◆ SUPPLIED DATA:

===

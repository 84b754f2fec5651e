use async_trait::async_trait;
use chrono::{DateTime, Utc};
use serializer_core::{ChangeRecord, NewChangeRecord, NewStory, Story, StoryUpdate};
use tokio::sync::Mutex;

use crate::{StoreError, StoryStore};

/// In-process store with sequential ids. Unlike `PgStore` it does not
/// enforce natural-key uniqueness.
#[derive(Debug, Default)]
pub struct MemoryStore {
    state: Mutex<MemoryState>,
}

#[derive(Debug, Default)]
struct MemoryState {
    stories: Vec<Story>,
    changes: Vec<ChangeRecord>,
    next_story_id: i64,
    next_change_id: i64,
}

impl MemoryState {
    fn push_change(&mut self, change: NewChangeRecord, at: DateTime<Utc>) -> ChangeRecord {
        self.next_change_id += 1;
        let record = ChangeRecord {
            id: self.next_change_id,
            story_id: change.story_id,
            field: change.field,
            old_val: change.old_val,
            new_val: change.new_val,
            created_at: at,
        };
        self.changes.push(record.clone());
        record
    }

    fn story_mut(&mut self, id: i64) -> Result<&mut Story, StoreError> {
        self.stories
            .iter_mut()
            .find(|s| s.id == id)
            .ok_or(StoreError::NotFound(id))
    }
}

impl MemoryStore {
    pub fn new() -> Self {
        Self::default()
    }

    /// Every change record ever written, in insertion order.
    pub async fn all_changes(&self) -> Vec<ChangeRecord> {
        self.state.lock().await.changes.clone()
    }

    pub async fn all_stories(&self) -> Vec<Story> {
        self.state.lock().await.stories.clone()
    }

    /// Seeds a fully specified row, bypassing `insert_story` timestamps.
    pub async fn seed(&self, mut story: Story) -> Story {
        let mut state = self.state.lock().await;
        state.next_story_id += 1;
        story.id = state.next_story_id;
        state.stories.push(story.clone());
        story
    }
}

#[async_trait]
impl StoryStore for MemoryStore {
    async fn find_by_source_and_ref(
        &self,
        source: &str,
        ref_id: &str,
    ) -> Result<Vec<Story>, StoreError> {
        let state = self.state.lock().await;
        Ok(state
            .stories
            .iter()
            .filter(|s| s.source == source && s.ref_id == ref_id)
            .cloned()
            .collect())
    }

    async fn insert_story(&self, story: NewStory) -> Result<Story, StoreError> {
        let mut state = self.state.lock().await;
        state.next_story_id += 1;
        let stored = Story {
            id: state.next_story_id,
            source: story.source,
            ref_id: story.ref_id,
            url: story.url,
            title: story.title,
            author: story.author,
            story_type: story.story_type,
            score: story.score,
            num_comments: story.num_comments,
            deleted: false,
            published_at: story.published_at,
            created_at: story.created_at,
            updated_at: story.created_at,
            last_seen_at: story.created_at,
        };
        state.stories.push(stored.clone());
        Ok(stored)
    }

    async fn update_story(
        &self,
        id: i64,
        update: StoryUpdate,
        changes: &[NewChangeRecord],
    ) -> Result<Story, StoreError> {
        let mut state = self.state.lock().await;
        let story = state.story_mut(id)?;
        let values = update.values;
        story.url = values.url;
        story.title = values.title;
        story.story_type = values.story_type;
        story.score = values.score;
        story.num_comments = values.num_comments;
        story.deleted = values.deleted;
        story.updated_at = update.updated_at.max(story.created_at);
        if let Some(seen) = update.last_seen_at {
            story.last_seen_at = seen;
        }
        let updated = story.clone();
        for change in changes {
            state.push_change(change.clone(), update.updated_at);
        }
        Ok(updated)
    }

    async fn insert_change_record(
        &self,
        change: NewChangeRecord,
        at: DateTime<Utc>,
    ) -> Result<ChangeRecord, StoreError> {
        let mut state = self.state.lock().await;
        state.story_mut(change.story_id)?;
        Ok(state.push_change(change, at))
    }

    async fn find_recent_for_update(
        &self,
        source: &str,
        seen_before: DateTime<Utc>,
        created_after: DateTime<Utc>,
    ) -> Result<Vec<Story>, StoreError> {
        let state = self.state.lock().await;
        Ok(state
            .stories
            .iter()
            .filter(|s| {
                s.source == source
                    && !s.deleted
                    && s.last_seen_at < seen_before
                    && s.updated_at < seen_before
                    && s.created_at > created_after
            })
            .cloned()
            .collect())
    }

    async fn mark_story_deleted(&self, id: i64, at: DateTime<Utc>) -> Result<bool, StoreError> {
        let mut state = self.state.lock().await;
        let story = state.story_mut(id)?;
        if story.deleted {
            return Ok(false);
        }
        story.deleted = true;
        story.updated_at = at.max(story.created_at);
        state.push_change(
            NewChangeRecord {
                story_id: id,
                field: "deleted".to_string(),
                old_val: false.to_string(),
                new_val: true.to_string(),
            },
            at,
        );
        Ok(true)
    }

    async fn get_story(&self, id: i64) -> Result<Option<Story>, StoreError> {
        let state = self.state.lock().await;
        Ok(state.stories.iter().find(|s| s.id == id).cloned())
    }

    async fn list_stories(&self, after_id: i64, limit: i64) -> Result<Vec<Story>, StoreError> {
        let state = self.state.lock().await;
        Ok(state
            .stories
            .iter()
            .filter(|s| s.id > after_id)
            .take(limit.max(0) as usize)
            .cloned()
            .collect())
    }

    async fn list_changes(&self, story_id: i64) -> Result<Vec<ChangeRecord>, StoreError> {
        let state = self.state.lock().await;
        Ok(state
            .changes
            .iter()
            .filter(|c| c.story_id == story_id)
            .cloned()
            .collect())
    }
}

===

◆ WORK ITEM:
Reproduce the whole listing verbatim.

◆ RESPONSE TO THIS EXERCISE:
repository 84b754f2fec5651e
use async_trait::async_trait;
use chrono::{DateTime, Utc};
use serializer_core::{ChangeRecord, NewChangeRecord, NewStory, Story, StoryUpdate};
use tokio::sync::Mutex;

use crate::{StoreError, StoryStore};

/// In-process store with sequential ids. Unlike `PgStore` it does not
/// enforce natural-key uniqueness.
#[derive(Debug, Default)]
pub struct MemoryStore {
    state: Mutex<MemoryState>,
}

#[derive(Debug, Default)]
struct MemoryState {
    stories: Vec<Story>,
    changes: Vec<ChangeRecord>,
    next_story_id: i64,
    next_change_id: i64,
}

impl MemoryState {
    fn push_change(&mut self, change: NewChangeRecord, at: DateTime<Utc>) -> ChangeRecord {
        self.next_change_id += 1;
        let record = ChangeRecord {
            id: self.next_change_id,
            story_id: change.story_id,
            field: change.field,
            old_val: change.old_val,
            new_val: change.new_val,
            created_at: at,
        };
        self.changes.push(record.clone());
        record
    }

    fn story_mut(&mut self, id: i64) -> Result<&mut Story, StoreError> {
        self.stories
            .iter_mut()
            .find(|s| s.id == id)
            .ok_or(StoreError::NotFound(id))
    }
}

impl MemoryStore {
    pub fn new() -> Self {
        Self::default()
    }

    /// Every change record ever written, in insertion order.
    pub async fn all_changes(&self) -> Vec<ChangeRecord> {
        self.state.lock().await.changes.clone()
    }

    pub async fn all_stories(&self) -> Vec<Story> {
        self.state.lock().await.stories.clone()
    }

    /// Seeds a fully specified row, bypassing `insert_story` timestamps.
    pub async fn seed(&self, mut story: Story) -> Story {
        let mut state = self.state.lock().await;
        state.next_story_id += 1;
        story.id = state.next_story_id;
        state.stories.push(story.clone());
        story
    }
}

#[async_trait]
impl StoryStore for MemoryStore {
    async fn find_by_source_and_ref(
        &self,
        source: &str,
        ref_id: &str,
    ) -> Result<Vec<Story>, StoreError> {
        let state = self.state.lock().await;
        Ok(state
            .stories
            .iter()
            .filter(|s| s.source == source && s.ref_id == ref_id)
            .cloned()
            .collect())
    }

    async fn insert_story(&self, story: NewStory) -> Result<Story, StoreError> {
        let mut state = self.state.lock().await;
        state.next_story_id += 1;
        let stored = Story {
            id: state.next_story_id,
            source: story.source,
            ref_id: story.ref_id,
            url: story.url,
            title: story.title,
            author: story.author,
            story_type: story.story_type,
            score: story.score,
            num_comments: story.num_comments,
            deleted: false,
            published_at: story.published_at,
            created_at: story.created_at,
            updated_at: story.created_at,
            last_seen_at: story.created_at,
        };
        state.stories.push(stored.clone());
        Ok(stored)
    }

    async fn update_story(
        &self,
        id: i64,
        update: StoryUpdate,
        changes: &[NewChangeRecord],
    ) -> Result<Story, StoreError> {
        let mut state = self.state.lock().await;
        let story = state.story_mut(id)?;
        let values = update.values;
        story.url = values.url;
        story.title = values.title;
        story.story_type = values.story_type;
        story.score = values.score;
        story.num_comments = values.num_comments;
        story.deleted = values.deleted;
        story.updated_at = update.updated_at.max(story.created_at);
        if let Some(seen) = update.last_seen_at {
            story.last_seen_at = seen;
        }
        let updated = story.clone();
        for change in changes {
            state.push_change(change.clone(), update.updated_at);
        }
        Ok(updated)
    }

    async fn insert_change_record(
        &self,
        change: NewChangeRecord,
        at: DateTime<Utc>,
    ) -> Result<ChangeRecord, StoreError> {
        let mut state = self.state.lock().await;
        state.story_mut(change.story_id)?;
        Ok(state.push_change(change, at))
    }

    async fn find_recent_for_update(
        &self,
        source: &str,
        seen_before: DateTime<Utc>,
        created_after: DateTime<Utc>,
    ) -> Result<Vec<Story>, StoreError> {
        let state = self.state.lock().await;
        Ok(state
            .stories
            .iter()
            .filter(|s| {
                s.source == source
                    && !s.deleted
                    && s.last_seen_at < seen_before
                    && s.updated_at < seen_before
                    && s.created_at > created_after
            })
            .cloned()
            .collect())
    }

    async fn mark_story_deleted(&self, id: i64, at: DateTime<Utc>) -> Result<bool, StoreError> {
        let mut state = self.state.lock().await;
        let story = state.story_mut(id)?;
        if story.deleted {
            return Ok(false);
        }
        story.deleted = true;
        story.updated_at = at.max(story.created_at);
        state.push_change(
            NewChangeRecord {
                story_id: id,
                field: "deleted".to_string(),
                old_val: false.to_string(),
                new_val: true.to_string(),
            },
            at,
        );
        Ok(true)
    }

    async fn get_story(&self, id: i64) -> Result<Option<Story>, StoreError> {
        let state = self.state.lock().await;
        Ok(state.stories.iter().find(|s| s.id == id).cloned())
    }

    async fn list_stories(&self, after_id: i64, limit: i64) -> Result<Vec<Story>, StoreError> {
        let state = self.state.lock().await;
        Ok(state
            .stories
            .iter()
            .filter(|s| s.id > after_id)
            .take(limit.max(0) as usize)
            .cloned()
            .collect())
    }

    async fn list_changes(&self, story_id: i64) -> Result<Vec<ChangeRecord>, StoreError> {
        let state = self.state.lock().await;
        Ok(state
            .changes
            .iter()
            .filter(|c| c.story_id == story_id)
            .cloned()
            .collect())
    }
}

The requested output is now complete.